The construction of plush Baby Yoda’s face had many of those opportunities to work on my creative willpower muscle. As I said in my first post, it didn’t take much to transform him from super-adorable to weird-and-creepy. I wanted to keep his face proportions accurate, and also adorable, so I started with some sketches and some measurements and MATH.
I found the biggest safety eyes I have, they’re about .3″ in diameter, and used those as my starting point. I measured Baby Yoda’s eye size and the width of his face, and used that ratio as a starting point for the size of my face and ear pattern pieces. I literally held my calipers up to the computer screen! It was a charming, nerdy moment.
I made a rough sketch of what I wanted his shape to be so I could start to identify pattern pieces: head, ears, body, arms, collar. Above right, you can see my face sketches: the top face is a direct sketch of what baby yoda “actually” looks like. The lower face is a sketch of what I wanted my softer, cuter baby yoda to look like.
These sketches are all hugely valuable to me as I move through the process of sewing just about anything. Often my drawings aren’t even very clear, and definitely wouldn’t mean anything to anyone else, but they help me to remember the picture I see in my head of what I want to make.
In my first prototype, I used the fuzzy tan fleece of his robe to line his ears, because I love how soft it is and think that fuzzy ears would make him so cuddly. But even from this first glance, it wasn’t right. This looked more like a cutesy version of old-man, regular Yoda. This plush needed to read as BABY Yoda. And babies don’t have hairy old-man ears.
The pink lined ears were a big step in the right direction, but right about here was when I started to hate his face. It was clearly baby yoda, because he’s green with big ears, but he just wasn’t very cute.
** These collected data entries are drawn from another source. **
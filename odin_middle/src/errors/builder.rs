use annotate_snippets::{
    display_list::{DisplayList, FormatOptions},
    snippet::{Annotation, AnnotationType, Slice, Snippet, SourceAnnotation},
};

use super::{span::Span, DiagnosticsContext, Level};

impl From<Level> for AnnotationType {
    fn from(level: Level) -> Self {
        match level {
            Level::ICE | Level::Error => AnnotationType::Error,
            Level::Warning => AnnotationType::Warning,
            Level::Help => AnnotationType::Help,
            Level::Info => AnnotationType::Info,
            Level::Note => AnnotationType::Note,
        }
    }
}

struct Label {
    contents: String,
    level: Level,
    span: Span,
}

/// Renders one diagnostic against a file's source text.
#[must_use = "must emit the diagnostic for it to be seen"]
pub struct DiagnosticBuilder<'ctx, 'src> {
    title: String,
    level: Level,
    labels: Vec<Label>,
    footers: Vec<Label>,
    context: &'ctx DiagnosticsContext<'src>,
}

impl<'ctx, 'src> DiagnosticBuilder<'ctx, 'src> {
    pub(super) fn new(title: String, level: Level, context: &'ctx DiagnosticsContext<'src>) -> Self {
        Self {
            title,
            level,
            labels: Vec::new(),
            footers: Vec::new(),
            context,
        }
    }

    /// Add a label to a highlighted span with the current level.
    pub fn span_label(mut self, span: Span, message: impl ToString) -> Self {
        self.labels.push(Label {
            contents: message.to_string(),
            level: self.level,
            span,
        });
        self
    }

    /// Add a label to a highlighted span with the `Level::Note` level.
    pub fn note_label(mut self, span: Span, message: impl ToString) -> Self {
        self.labels.push(Label {
            contents: message.to_string(),
            level: Level::Note,
            span,
        });
        self
    }

    /// Adds a `note: ...` footer.
    pub fn note(mut self, message: impl ToString) -> Self {
        self.footers.push(Label {
            contents: message.to_string(),
            level: Level::Note,
            span: Span::empty(),
        });
        self
    }

    pub fn render(self) -> String {
        let source = self.context.source;
        let annotations = self
            .labels
            .iter()
            .map(|label| {
                let range = label.span.clamped(source.len());
                SourceAnnotation {
                    label: &label.contents,
                    range: (range.start, range.end),
                    annotation_type: label.level.into(),
                }
            })
            .collect();

        let snippet = Snippet {
            title: Some(Annotation {
                label: Some(&self.title),
                id: None,
                annotation_type: self.level.into(),
            }),

            footer: self
                .footers
                .iter()
                .map(|footer| Annotation {
                    label: Some(&footer.contents),
                    id: None,
                    annotation_type: footer.level.into(),
                })
                .collect(),

            slices: vec![Slice {
                source,
                line_start: 1,
                origin: self.context.origin.as_deref(),
                fold: true,
                annotations,
            }],

            opt: FormatOptions {
                color: self.context.color,
                ..Default::default()
            },
        };

        DisplayList::from(snippet).to_string()
    }

    pub fn emit(self) {
        eprintln!("{}", self.render());
    }
}
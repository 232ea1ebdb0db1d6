//! The scope every other scope descends from.

use odin_types::{basic::BASIC_ALIASES, BasicKind, ExactValue, TypeId};

use super::{
    entity::{BuiltinId, Entity, EntityKind},
    CheckerInfo,
};
use crate::ast::TokenPos;

/// Declared in the universal scope; only meaningful inside a constant
/// declaration.
pub(super) const IOTA: &str = "iota";

fn add_global_entity(info: &mut CheckerInfo<'_>, entity: Entity) {
    let scope = info.universal_scope;
    let id = info.add_entity_raw(entity);
    if info.insert_entity(scope, id).is_some() {
        odin_log::warning!("universal scope already declares `{}`", info.entity(id).name);
    }
}

fn add_global_constant(info: &mut CheckerInfo<'_>, name: &str, ty: TypeId, value: ExactValue) {
    let e = Entity::new(EntityKind::Constant(value), name, TokenPos::default(), None, Some(ty));
    add_global_entity(info, e);
}

pub(super) fn init_universal_scope(info: &mut CheckerInfo<'_>) {
    for kind in BasicKind::iter() {
        if kind == BasicKind::Invalid || kind.is_untyped() {
            continue;
        }

        let e = Entity::new(EntityKind::TypeName, kind.name(), TokenPos::default(), None, Some(TypeId::basic(kind)));
        add_global_entity(info, e);
    }

    for &(alias, kind) in BASIC_ALIASES.iter() {
        let e = Entity::new(EntityKind::TypeName, alias, TokenPos::default(), None, Some(TypeId::basic(kind)));
        add_global_entity(info, e);
    }

    add_global_constant(info, "true", TypeId::UNTYPED_BOOL, ExactValue::Bool(true));
    add_global_constant(info, "false", TypeId::UNTYPED_BOOL, ExactValue::Bool(false));
    add_global_entity(
        info,
        Entity::new(EntityKind::Nil, "nil", TokenPos::default(), None, Some(TypeId::UNTYPED_NIL)),
    );

    let target = [
        ("ODIN_OS", info.ctx.os.clone()),
        ("ODIN_ARCH", info.ctx.arch.clone()),
        ("ODIN_VENDOR", info.ctx.vendor.clone()),
        ("ODIN_VERSION", info.ctx.version.clone()),
        ("ODIN_ROOT", info.ctx.root.clone()),
    ];
    for (name, value) in target.iter() {
        add_global_constant(info, name, TypeId::UNTYPED_STRING, ExactValue::String(value.clone()));
    }

    // Its value comes from the enclosing constant declaration.
    add_global_constant(info, IOTA, TypeId::UNTYPED_INTEGER, ExactValue::Integer(0));

    for id in BuiltinId::iter() {
        let e = Entity::new(EntityKind::Builtin(id), id.name(), TokenPos::default(), None, Some(TypeId::INVALID));
        add_global_entity(info, e);
    }

    odin_log::trace!(
        "universal scope has {} entities",
        info.scope(info.universal_scope).elements.len()
    );
}

#[cfg(test)]
mod tests {
    use super::*;
    use crate::ast::build::AstBuilder;
    use odin_types::BuildContext;

    #[test]
    fn universe_contents() {
        let b = AstBuilder::new();
        let program = b.single_file(vec![]);
        let mut info = CheckerInfo::new(&program, BuildContext::default());
        init_universal_scope(&mut info);

        let u = info.universal_scope;
        let lookup = |name: &str| info.current_scope_lookup_entity(u, name).map(|e| info.entity(e));

        assert_eq!(lookup("byte").and_then(|e| e.ty), Some(TypeId::U8));
        assert_eq!(lookup("rune").and_then(|e| e.ty), Some(TypeId::I32));
        assert_eq!(lookup("int").and_then(|e| e.ty), Some(TypeId::INT));
        assert!(lookup("invalid").is_none());
        assert_eq!(
            lookup("true").and_then(Entity::constant_value),
            Some(&ExactValue::Bool(true))
        );
        assert_eq!(
            lookup("ODIN_OS").and_then(Entity::constant_value),
            Some(&ExactValue::String("linux".to_owned()))
        );
        assert!(matches!(lookup("nil").map(|e| &e.kind), Some(EntityKind::Nil)));
        assert!(matches!(
            lookup("swizzle").map(|e| &e.kind),
            Some(EntityKind::Builtin(BuiltinId::Swizzle))
        ));
    }
}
I gave him felt eyes because those could be bigger and any shape I wanted. I added darts to his head to add depth and also imply some of the yoda-style wrinkliness. But these eyes lacked dimension and sparkle – even though they could be huge, they weren’t as cutesy as the 3d eyes, so I went back to the safety eyes.
My large safety eyes had a clear “iris”, so I painted the back of them brown. This was all guesswork: I used my highly pigmented watercolor paint (the only brown I had) and it managed to stick, and even gave a nice uneven, partly transparent look that was perfect for eyes. I sealed it with a coat of clear nail polish and rubbed at it with some fabric to test and make sure it wouldn’t wear off over time. Not fancy, but for a one-time thing, it was perfect!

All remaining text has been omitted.